The report tracks the percentage of residential property sales that fetched more or less than their previous purchase price.

In the first quarter of this year 7.1% of nationwide sales were made at a loss, up from 6.5% in the fourth quarter (Q4) last year. That, of course, means the percentage selling for more than their purchase price was 92.9%, down from 93.5% in Q4 2023.

The number of properties selling for a gain peaked at 99.3% in Q4 2021.

Whether a property sells for a capital gain or a capital loss has a lot to do with when it was purchased.

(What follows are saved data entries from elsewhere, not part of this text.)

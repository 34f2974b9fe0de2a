//! Testing utilities for xcproj workspace
//!
//! Shared record fixtures, hashing helpers, and workspace directory builders.

#![allow(missing_docs)]

use serde_json::json;
use std::collections::hash_map::DefaultHasher;
use std::hash::{Hash, Hasher};
use std::path::{Path, PathBuf};
use xcproj_model::Record;

/// Minimal workspace data document with two file references
pub const WORKSPACE_DATA_XML: &str = r#"<?xml version="1.0" encoding="UTF-8"?>
<Workspace
   version = "1.0">
   <FileRef
      location = "group:App.xcodeproj">
   </FileRef>
   <Group
      location = "container:"
      name = "Libraries">
      <FileRef
         location = "group:Pods/Pods.xcodeproj">
      </FileRef>
   </Group>
</Workspace>
"#;

/// Convert JSON into a record, panicking on shapes a record cannot hold
pub fn record_from_json(value: serde_json::Value) -> Record {
    serde_json::from_value(value).expect("fixture JSON must be a valid record")
}

pub fn resources_record() -> Record {
    record_from_json(json!({
        "files": ["file1"],
        "runOnlyForDeploymentPostprocessing": 3
    }))
}

pub fn frameworks_record() -> Record {
    record_from_json(json!({
        "files": ["FW1", "FW2"],
        "runOnlyForDeploymentPostprocessing": 0
    }))
}

pub fn shell_script_record() -> Record {
    record_from_json(json!({
        "files": [],
        "inputPaths": ["$(SRCROOT)/Scripts/input.txt"],
        "outputPaths": ["$(DERIVED_FILE_DIR)/output.txt"],
        "shellPath": "/bin/sh",
        "shellScript": "echo \"Hello\"\n"
    }))
}

pub fn target_dependency_record() -> Record {
    record_from_json(json!({
        "target": "TARGET_1",
        "targetProxy": "PROXY_1"
    }))
}

pub fn build_file_record() -> Record {
    record_from_json(json!({
        "fileRef": "FILE_1",
        "settings": {"ATTRIBUTES": ["Weak"]}
    }))
}

/// Hash with the std `DefaultHasher`
pub fn hash_of<T: Hash + ?Sized>(value: &T) -> u64 {
    let mut hasher = DefaultHasher::new();
    value.hash(&mut hasher);
    hasher.finish()
}

/// Create `<root>/<name>` and, when given, a data file inside it
pub fn create_workspace_dir(root: &Path, name: &str, data: Option<(&str, &str)>) -> PathBuf {
    let dir = root.join(name);
    std::fs::create_dir_all(&dir).expect("create workspace dir");
    if let Some((file_name, contents)) = data {
        std::fs::write(dir.join(file_name), contents).expect("write workspace data");
    }
    dir
}

/// Install a test subscriber honoring `RUST_LOG`; safe to call repeatedly
pub fn init_tracing() {
    let _ = tracing_subscriber::fmt()
        .with_env_filter(tracing_subscriber::EnvFilter::from_default_env())
        .with_test_writer()
        .try_init();
}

The median length of time that the properties which sold for a profit had been owned for was 8.8 years in Q1 2024, while those that sold for a loss had been owned for a median 2.4 years.

Location is also a factor, with 10.5% of Auckland sales selling a loss in Q1, followed by Hamilton  9.4%, Wellington 7.3%, Tauranga 6.0%, Dunedin 5.9% and Christchurch 4.4%.

The biggest median loss of -$80,000 was in Wellington, followed by Auckland -$69,000, Tauranga -$50,000, Hamilton -$45,500, Dunedin -$45,000 and Christchurch -$24,500.

Selling costs such as agent's fees and legal expenses would add to that pain.

CoreLogic chief property economist Kelvin Davidson said the softening in resale performance was consistent with wider market patterns.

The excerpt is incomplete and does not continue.